A ginecologista Adriana Ribeiro da Silva resolveu congelar seus óvulos aos 35 anos por ainda não ter um parceiro com quem planeja ter filhos. “Tomei a iniciativa porque estava solteira e não tinha pretensão de engravidar na época”, afirma. Em setembro do ano passado, ela fez os exames para se preparar para o congelamento dos óvulos, mas descobriu que estava com câncer de mama. “Descobri um nódulo e fiz um ultrassom de mama para o rastreio. Então, descobrimos a doença”, lembra. Assim, o congelamento acabou levando ao diagnóstico. “Fiz a indução de hormônios, congelei os óvulos. Depois, operei e tratei o câncer. Vou ficar três anos fazendo um rastreio, e quando tiver certeza de que estou curada, pretendo engravidar. Hoje, minha linha de corte é 42 anos”, sustenta.

PERFIL
De acordo com a psicóloga Juliana Magalhães de Faria, que trabalha na clínica Origen e atua há sete anos na área, a maioria das mulheres que congelam óvulos o faz, porém, por questões profissionais, e não por causa da saúde. “Elas desejam se estabilizar profissionalmente e afetivamente, além de ganhar independência financeira antes de ser mães. Antes, as mulheres se casavam para o resto de suas vidas. Hoje, enfrentam dificuldade para encontrar um parceiro, a pessoa certa. Muitas estão em busca desse perfil”, avalia. Nas clínicas de reprodução, algumas chegam solteiras e resolvidas, mas também há aquelas que vão com um marido que nem sempre está totalmente presente. “Alguns vão porque é o desejo da mulher. Eles acreditam que a sua forma de participar é pagar o tratamento. Elas se ressentem muito com isso porque esperam apoio moral e presença emocional nesse momento.”

Antes mesmo do anúncio do Facebook e da Apple, a demanda pelo congelamento de gametas já era crescente. Segundo Marco Melo, ginecologista e especialista em reprodução humana na Clínica de Reprodução Assistida Vila da Serra (Vilara), o adiamento da maternidade já é considerado uma tendência. De 2009 para cá, diz, a demanda anual pela vitrificação na clínica cresceu 37% e é maior do que a procura por fertilização. “Levando-se em conta que poucas mulheres têm consciência dos efeitos da idade na queda da qualidade dos óvulos e sobre a possibilidade de se usar uma técnica segura para cuidar desse problema, ela é até pequena”, acredita.


Dois lados

“Como tudo no mundo, o congelamento de óvulos tem dois lados.
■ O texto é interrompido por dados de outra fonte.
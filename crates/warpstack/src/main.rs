use clap::{command, Parser, Subcommand};
use warpstack_cli_common::{
    config::{init_global_config, GlobalConfig},
    logger,
};
use xshell::Shell;

use crate::commands::{apply::args::ApplyArgs, autocomplete::AutocompleteArgs};

mod commands;
mod messages;
mod reconcile;
mod sdk;

#[derive(Parser, Debug)]
#[command(
    name = "warpstack",
    version,
    about = "Warp route reconciliation toolkit",
    long_about = None
)]
pub struct Warpstack {
    #[command(subcommand)]
    command: WarpstackSubcommands,
    #[clap(flatten)]
    global: WarpstackGlobalArgs,
}

#[derive(Subcommand, Debug)]
pub enum WarpstackSubcommands {
    /// Converge a deployed warp route onto its declared target topology
    Apply(ApplyArgs),
    /// Create shell autocompletion files
    Autocomplete(AutocompleteArgs),
}

#[derive(Parser, Debug)]
#[clap(next_help_heading = "Global options")]
struct WarpstackGlobalArgs {
    /// Verbose mode
    #[clap(short, long, global = true)]
    verbose: bool,
}

#[tokio::main]
async fn main() -> anyhow::Result<()> {
    human_panic::setup_panic!();

    let args = Warpstack::parse();
    init_global_config(GlobalConfig {
        verbose: args.global.verbose,
    });

    let shell = Shell::new()?;
    match run_subcommand(args.command, &shell).await {
        Ok(()) => Ok(()),
        Err(error) => {
            log_error(error);
            std::process::exit(1);
        }
    }
}

async fn run_subcommand(command: WarpstackSubcommands, shell: &Shell) -> anyhow::Result<()> {
    match command {
        WarpstackSubcommands::Apply(args) => commands::apply::run(shell, args).await,
        WarpstackSubcommands::Autocomplete(args) => commands::autocomplete::run(args),
    }
}

fn log_error(error: anyhow::Error) {
    logger::error(format!("{error:#}"));
    logger::new_empty_line();
}
use std::{collections::BTreeMap, path::PathBuf};

use anyhow::Context;
use async_trait::async_trait;
use ethers::types::H256;
use serde::Deserialize;
use warpstack_cli_common::{logger, spinner::Spinner};
use warpstack_cli_config::{ChainMetadataStore, TokenRouterConfig};
use warpstack_cli_types::TokenStandard;
use xshell::{cmd, Shell};

use super::RouterDeployer;

#[derive(Debug, Deserialize)]
#[serde(rename_all = "camelCase")]
struct ForgeCreateOutput {
    deployed_to: String,
    transaction_hash: Option<String>,
}

/// Deploys router contracts for extension chains by shelling out to
/// `forge create`, one chain at a time.
pub struct ForgeRouterDeployer {
    contracts_path: PathBuf,
    store: ChainMetadataStore,
    private_key: H256,
}

impl ForgeRouterDeployer {
    pub fn new(contracts_path: PathBuf, store: ChainMetadataStore, private_key: H256) -> Self {
        Self {
            contracts_path,
            store,
            private_key,
        }
    }

    fn contract_for(standard: TokenStandard) -> &'static str {
        match standard {
            TokenStandard::Native => "HypNative",
            TokenStandard::Collateral => "HypERC20Collateral",
            TokenStandard::CollateralVault => "HypERC4626Collateral",
            TokenStandard::Synthetic => "HypERC20",
        }
    }

    fn constructor_args(config: &TokenRouterConfig, mailbox: &str) -> anyhow::Result<Vec<String>> {
        let args = match config.standard {
            TokenStandard::Native => vec![mailbox.to_string()],
            TokenStandard::Collateral | TokenStandard::CollateralVault => {
                let token = config
                    .token
                    .context("Collateral router requires a token address")?;
                vec![format!("{token:?}"), mailbox.to_string()]
            }
            TokenStandard::Synthetic => vec![
                config.decimals.unwrap_or(18).to_string(),
                mailbox.to_string(),
            ],
        };
        Ok(args)
    }

    fn deploy_one(
        &self,
        shell: &Shell,
        chain: &str,
        config: &TokenRouterConfig,
    ) -> anyhow::Result<String> {
        let meta = self.store.get(chain)?;
        let mailbox = meta
            .mailbox
            .as_deref()
            .with_context(|| format!("Chain `{chain}` has no mailbox configured"))?;

        let contract = Self::contract_for(config.standard);
        let rpc_url = meta.rpc_url.to_string();
        let private_key = format!("{:?}", self.private_key);
        let constructor_args = Self::constructor_args(config, mailbox)?;

        let _dir_guard = shell.push_dir(&self.contracts_path);
        let output = cmd!(
            shell,
            "forge create {contract} --rpc-url {rpc_url} --private-key {private_key} --json --constructor-args {constructor_args...}"
        )
        .read()
        .with_context(|| format!("forge create failed for `{chain}`"))?;

        // forge prints compiler noise before the JSON payload; the result
        // object is the last line.
        let json_line = output
            .lines()
            .rev()
            .find(|line| line.trim_start().starts_with('{'))
            .with_context(|| format!("No JSON output from forge create on `{chain}`"))?;
        let parsed: ForgeCreateOutput = serde_json::from_str(json_line)
            .with_context(|| format!("Malformed forge create output on `{chain}`"))?;
        if let Some(tx_hash) = &parsed.transaction_hash {
            logger::info(format!(
                "Deployed {contract} on {chain} at {} (tx {tx_hash})",
                parsed.deployed_to
            ));
        }
        Ok(parsed.deployed_to)
    }
}

#[async_trait]
impl RouterDeployer for ForgeRouterDeployer {
    async fn deploy(
        &self,
        configs: &BTreeMap<String, TokenRouterConfig>,
    ) -> anyhow::Result<BTreeMap<String, String>> {
        let shell = Shell::new()?;
        let mut deployed = BTreeMap::new();
        for (chain, config) in configs {
            let spinner = Spinner::new(&format!("Deploying router on {chain}..."));
            match self.deploy_one(&shell, chain, config) {
                Ok(address) => {
                    spinner.finish();
                    deployed.insert(chain.clone(), address);
                }
                Err(err) => {
                    spinner.fail();
                    return Err(err);
                }
            }
        }
        Ok(deployed)
    }
}
use std::str::FromStr;

use cliclack::Input;

/// Interactive input prompt used to finalize CLI args that were not passed
/// on the command line.
pub struct Prompt {
    inner: Input,
}

impl Prompt {
    pub fn new(question: &str) -> Self {
        Self {
            inner: Input::new(question),
        }
    }

    pub fn default(mut self, default: &str) -> Self {
        self.inner = self.inner.default_input(default);
        self
    }

    pub fn ask<T>(mut self) -> T
    where
        T: FromStr,
        T::Err: ToString,
    {
        self.inner.interact().unwrap()
    }
}
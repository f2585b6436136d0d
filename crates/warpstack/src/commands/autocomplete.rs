use std::{
    fs::File,
    io::{BufWriter, Write},
    path::PathBuf,
};

use anyhow::Context;
use clap::{CommandFactory, Parser};
use clap_complete::{generate, Generator};
use warpstack_cli_common::logger;

use crate::messages::{msg_generate_autocomplete_file, MSG_OUTRO_AUTOCOMPLETE_GENERATION};

#[derive(Debug, Parser)]
pub struct AutocompleteArgs {
    /// The shell to generate the autocomplete script for
    #[arg(long = "generate", value_enum)]
    pub generator: clap_complete::Shell,
    /// The out directory to write the autocomplete script to
    #[arg(short, long, default_value = "./")]
    pub out: PathBuf,
}

pub fn run(args: AutocompleteArgs) -> anyhow::Result<()> {
    let filename = autocomplete_file_name(&args.generator);
    let path = args.out.join(filename);

    logger::info(msg_generate_autocomplete_file(
        path.to_str().context("Failed to convert path to string")?,
    ));

    let file = File::create(&path).context("Failed to create file")?;
    let mut writer = BufWriter::new(file);
    generate_completions(args.generator, &mut writer)?;
    logger::outro(MSG_OUTRO_AUTOCOMPLETE_GENERATION);
    Ok(())
}

pub fn generate_completions<G: Generator>(gen: G, buf: &mut dyn Write) -> anyhow::Result<()> {
    let mut cmd = crate::Warpstack::command();
    let cmd_name = cmd.get_name().to_string();
    generate(gen, &mut cmd, cmd_name, buf);
    Ok(())
}

pub fn autocomplete_file_name(shell: &clap_complete::Shell) -> &'static str {
    match shell {
        clap_complete::Shell::Bash => "warpstack.sh",
        clap_complete::Shell::Fish => "warpstack.fish",
        clap_complete::Shell::Zsh => "_warpstack.zsh",
        _ => "warpstack.sh",
    }
}
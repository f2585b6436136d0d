use std::path::Path;

use anyhow::{bail, Context};
use serde::{de::DeserializeOwned, Serialize};
use warpstack_cli_common::files::{
    read_json_file, read_yaml_file, save_json_file, save_yaml_file,
};
use xshell::Shell;

/// Marker for configs owned by the CLI itself (as opposed to artifacts
/// consumed from external tooling).
pub trait FileConfigTrait {}

/// Reads a config file from a given path, correctly parsing file extension.
/// Supported file extensions are: `yaml`, `yml`, `json`.
pub trait ReadConfig: Sized {
    fn read(shell: &Shell, path: impl AsRef<Path>) -> anyhow::Result<Self>;
}

impl<T> ReadConfig for T
where
    T: DeserializeOwned + Clone + FileConfigTrait,
{
    fn read(shell: &Shell, path: impl AsRef<Path>) -> anyhow::Result<Self> {
        let error_context = || format!("Failed to parse config file {:?}.", path.as_ref());

        match path.as_ref().extension().and_then(|ext| ext.to_str()) {
            Some("yaml") | Some("yml") => read_yaml_file(shell, &path).with_context(error_context),
            Some("json") => read_json_file(shell, &path).with_context(error_context),
            _ => bail!(format!(
                "Unsupported file extension for config file {:?}.",
                path.as_ref()
            )),
        }
    }
}

/// Saves a config file with a leading comment block. YAML only; JSON has no
/// comment syntax.
pub trait SaveConfigWithComment: Sized {
    fn save_with_comment(
        &self,
        shell: &Shell,
        path: impl AsRef<Path>,
        comment: &str,
    ) -> anyhow::Result<()>;
}

impl<T: Sized + Serialize> SaveConfigWithComment for T {
    fn save_with_comment(
        &self,
        shell: &Shell,
        path: impl AsRef<Path>,
        comment: &str,
    ) -> anyhow::Result<()> {
        let comment_lines = comment
            .lines()
            .map(|line| format!("# {line}"))
            .chain(std::iter::once("".to_string()))
            .collect::<Vec<_>>()
            .join("\n");

        save_with_comment(shell, path, self, comment_lines)
    }
}

fn save_with_comment(
    shell: &Shell,
    path: impl AsRef<Path>,
    data: impl Serialize,
    comment: impl ToString,
) -> anyhow::Result<()> {
    match path.as_ref().extension().and_then(|ext| ext.to_str()) {
        Some("yaml") | Some("yml") => save_yaml_file(shell, path, data, comment)?,
        Some("json") => save_json_file(shell, path, data)?,
        _ => bail!("Unsupported file extension for config file."),
    }
    Ok(())
}
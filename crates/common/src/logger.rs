use cliclack::{intro as cliclack_intro, log, outro as cliclack_outro};
use console::style;

pub fn intro(msg: impl ToString) {
    cliclack_intro(style(msg.to_string()).bold()).unwrap();
}

pub fn outro(msg: impl ToString) {
    cliclack_outro(msg.to_string()).unwrap();
}

pub fn info(msg: impl ToString) {
    log::info(msg.to_string()).unwrap();
}

pub fn warn(msg: impl ToString) {
    log::warning(msg.to_string()).unwrap();
}

pub fn error(msg: impl ToString) {
    log::error(style(msg.to_string()).red()).unwrap();
}

pub fn note(msg: impl ToString, content: impl ToString) {
    cliclack::note(msg.to_string(), content.to_string()).unwrap();
}

pub fn new_empty_line() {
    println!();
}
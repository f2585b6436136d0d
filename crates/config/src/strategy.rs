use std::{collections::BTreeMap, path::PathBuf};

use serde::{Deserialize, Serialize};
use warpstack_cli_types::SubmitterType;

use crate::traits::FileConfigTrait;

/// Per-chain submission strategy entry.
#[derive(Debug, Clone, Default, Serialize, Deserialize)]
#[serde(rename_all = "camelCase")]
pub struct SubmitterStrategy {
    #[serde(rename = "type", default)]
    pub submitter_type: SubmitterType,
    /// Safe address, required for the gnosisSafe submitter.
    #[serde(skip_serializing_if = "Option::is_none")]
    pub safe_address: Option<String>,
    /// Output path for the file submitter; defaults to the receipts dir.
    #[serde(skip_serializing_if = "Option::is_none")]
    pub out_path: Option<PathBuf>,
}

/// Optional strategy file mapping chain names to submitters. Chains without
/// an entry fall back to direct RPC submission.
#[derive(Debug, Clone, Default, Serialize, Deserialize)]
#[serde(transparent)]
pub struct ChainSubmissionStrategy {
    pub chains: BTreeMap<String, SubmitterStrategy>,
}

impl ChainSubmissionStrategy {
    pub fn resolve(&self, chain: &str) -> SubmitterStrategy {
        self.chains.get(chain).cloned().unwrap_or_default()
    }
}

impl FileConfigTrait for ChainSubmissionStrategy {}

#[cfg(test)]
mod tests {
    use super::*;

    #[test]
    fn missing_chain_defaults_to_json_rpc() {
        let strategy: ChainSubmissionStrategy = serde_yaml::from_str(
            r#"
ethereum:
  type: gnosisSafe
  safeAddress: "0x00000000000000000000000000000000000000cc"
"#,
        )
        .unwrap();
        assert_eq!(
            strategy.resolve("ethereum").submitter_type,
            SubmitterType::GnosisSafe
        );
        assert_eq!(
            strategy.resolve("arbitrum").submitter_type,
            SubmitterType::JsonRpc
        );
    }
}
use once_cell::sync::OnceCell;

static GLOBAL_CONFIG: OnceCell<GlobalConfig> = OnceCell::new();

#[derive(Debug, Clone, Copy, Default)]
pub struct GlobalConfig {
    pub verbose: bool,
}

pub fn init_global_config(config: GlobalConfig) {
    GLOBAL_CONFIG.set(config).expect("Global config already initialized");
}

pub fn global_config() -> GlobalConfig {
    GLOBAL_CONFIG.get().copied().unwrap_or_default()
}
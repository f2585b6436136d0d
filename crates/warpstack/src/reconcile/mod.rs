//! The diff-and-converge core: topology split, metadata derivation, router
//! and gas map reconciliation, and transaction dispatch.

pub mod engine;
pub mod error;
pub mod gas;
pub mod merge;
pub mod metadata;
pub mod submit;
pub mod topology;

#[cfg(test)]
pub(crate) mod testing;

pub use engine::{ReconcilePlan, WarpApplyEngine};
pub use error::{ChainFailure, ReconcileError};
pub use submit::{DispatchOutcome, TransactionDispatcher};
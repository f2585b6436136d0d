use std::collections::BTreeSet;

use super::error::ReconcileError;

/// Partition of the target chain set against the observed chain set.
#[derive(Debug, Clone, PartialEq, Eq)]
pub struct TopologySplit {
    /// Chains present in both target and observed.
    pub existing: BTreeSet<String>,
    /// Chains declared in the target but not yet deployed.
    pub extension: BTreeSet<String>,
}

/// Splits target chains into existing and extension sets.
///
/// Classification is purely by set membership; chain counts are never
/// compared, so a target of {A, C} against an observed {A, B} is caught as
/// an attempted unenrollment of B rather than misclassified.
///
/// Removing an enrolled chain is unsupported: any observed chain missing
/// from the target fails fast before any chain is touched.
pub fn split_topology(
    target: &BTreeSet<String>,
    observed: &BTreeSet<String>,
) -> Result<TopologySplit, ReconcileError> {
    let removed: Vec<&String> = observed.difference(target).collect();
    if !removed.is_empty() {
        let listed = removed
            .iter()
            .map(|chain| chain.as_str())
            .collect::<Vec<_>>()
            .join(", ");
        return Err(ReconcileError::UnsupportedOperation(format!(
            "target config removes enrolled chain(s) [{listed}]; \
             unenrolling chains from a warp route is not supported"
        )));
    }

    let existing: BTreeSet<String> = target.intersection(observed).cloned().collect();
    let extension: BTreeSet<String> = target.difference(observed).cloned().collect();
    Ok(TopologySplit {
        existing,
        extension,
    })
}

#[cfg(test)]
mod tests {
    use super::*;

    fn set(chains: &[&str]) -> BTreeSet<String> {
        chains.iter().map(|c| c.to_string()).collect()
    }

    #[test]
    fn extension_is_exact_set_difference() {
        let split = split_topology(&set(&["a", "b", "c"]), &set(&["a"])).unwrap();
        assert_eq!(split.existing, set(&["a"]));
        assert_eq!(split.extension, set(&["b", "c"]));
    }

    #[test]
    fn identical_sets_yield_empty_extension() {
        let split = split_topology(&set(&["a", "b"]), &set(&["a", "b"])).unwrap();
        assert_eq!(split.existing, set(&["a", "b"]));
        assert!(split.extension.is_empty());
    }

    #[test]
    fn strict_subset_target_is_refused() {
        let err = split_topology(&set(&["a"]), &set(&["a", "b"])).unwrap_err();
        assert!(matches!(err, ReconcileError::UnsupportedOperation(_)));
    }

    #[test]
    fn equal_counts_with_different_sets_are_refused() {
        // {a, c} vs {a, b}: same cardinality, but b would be unenrolled.
        let err = split_topology(&set(&["a", "c"]), &set(&["a", "b"])).unwrap_err();
        assert!(matches!(err, ReconcileError::UnsupportedOperation(_)));
    }

    #[test]
    fn fresh_route_is_all_extension() {
        let split = split_topology(&set(&["a", "b"]), &set(&[])).unwrap();
        assert!(split.existing.is_empty());
        assert_eq!(split.extension, set(&["a", "b"]));
    }
}
use thiserror::Error;

/// A config failed schema-level validation. Carries the field path so the
/// user can locate the offending entry without reading the whole file.
#[derive(Debug, Error)]
#[error("invalid config at `{path}`: {reason}")]
pub struct ConfigValidationError {
    pub path: String,
    pub reason: String,
}

impl ConfigValidationError {
    pub fn new(path: impl Into<String>, reason: impl Into<String>) -> Self {
        Self {
            path: path.into(),
            reason: reason.into(),
        }
    }
}
use std::{future::Future, time::Duration};

use crate::logger;

/// Runs `op` up to `attempts` times with a constant delay between attempts.
///
/// The backoff is deliberately constant, not exponential: the callers retry
/// short RPC submissions where a fixed pause is enough to ride out transient
/// nonce or connectivity hiccups.
pub async fn retry<T, F, Fut>(
    description: &str,
    attempts: usize,
    delay: Duration,
    mut op: F,
) -> anyhow::Result<T>
where
    F: FnMut() -> Fut,
    Fut: Future<Output = anyhow::Result<T>>,
{
    let mut last_err = None;
    for attempt in 1..=attempts {
        match op().await {
            Ok(value) => return Ok(value),
            Err(err) => {
                if attempt < attempts {
                    logger::warn(format!(
                        "{description}: attempt {attempt}/{attempts} failed: {err:#}"
                    ));
                    tokio::time::sleep(delay).await;
                }
                last_err = Some(err);
            }
        }
    }
    Err(last_err
        .unwrap_or_else(|| anyhow::anyhow!("{description}: retried zero times"))
        .context(format!("{description}: all {attempts} attempts failed")))
}
//! Transactions driving the batching engine
//!
//! A [`Transaction`] owns at most one [`BatchCoordinator`](crate::batch::BatchCoordinator)
//! and exposes it to the coordinator through the narrow [`TransactionContext`]
//! trait: an identifier plus the flush summary hook.

mod context;
mod session;

pub use context::{SummaryEntry, SummaryLog, TransactionContext};
pub use session::{Transaction, TransactionState};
Acredito que aquilo que foi criado para ajudar mulheres com dificuldades momentâneas que poderiam culminar na ausência de maternidade vem sendo usado com abuso. Antes, o congelamento era voltado para as mulheres que tinham câncer ou outras doenças complicadas, mas tenho visto pessoas fazendo isso até mesmo como forma de pressionar o namorado ou o marido. O que me preocupa nessa história é que a naturalidade da vida está se perdendo. O lado positivo do congelamento é que ele autoriza a mulher a ser mãe. O negativo ocorre quando  a tecnologia passa a atender não às necessidades, mas aos caprichos. Acredito que a natureza sabe de tudo e que essa sabedoria está sendo contrariada em nome da ciência.” - Cláudia Prates, psicóloga


Bruno Scheffer, do IBRRA Medicina Reprodutiva

Qual a idade ideal para congelar óvulos?
De maneira geral, até os 35 anos. Como os ovários nem sempre têm a idade da mulher, sempre será necessário avaliar a reserva ovariana por meio de um exame, o Hormônio Antimulleriano (AMH). Ele nos informa como se encontram os ovários e qual a chance de termos óvulos após estimulação ovárica. Após os 30 anos, procure um especialista e avalie sua reserva ovariana.

Qual é a idade limite para ser mãe com segurança?
Uma vez congelados os óvulos, eles mantêm a idade em que foram congelados. Sua capacidade de fertilização e a chance de gerar uma criança é igual à da época em que foram congelados.

Existe alguma contraindicação para o congelamento de óvulos?
Não, mas existem algumas doenças oncológicas que são hormônio-responsivas, e podem piorar com o uso de medicamentos para estimulação dos ovários. Nesses casos, temos protocolos de estímulos próprios para as pacientes.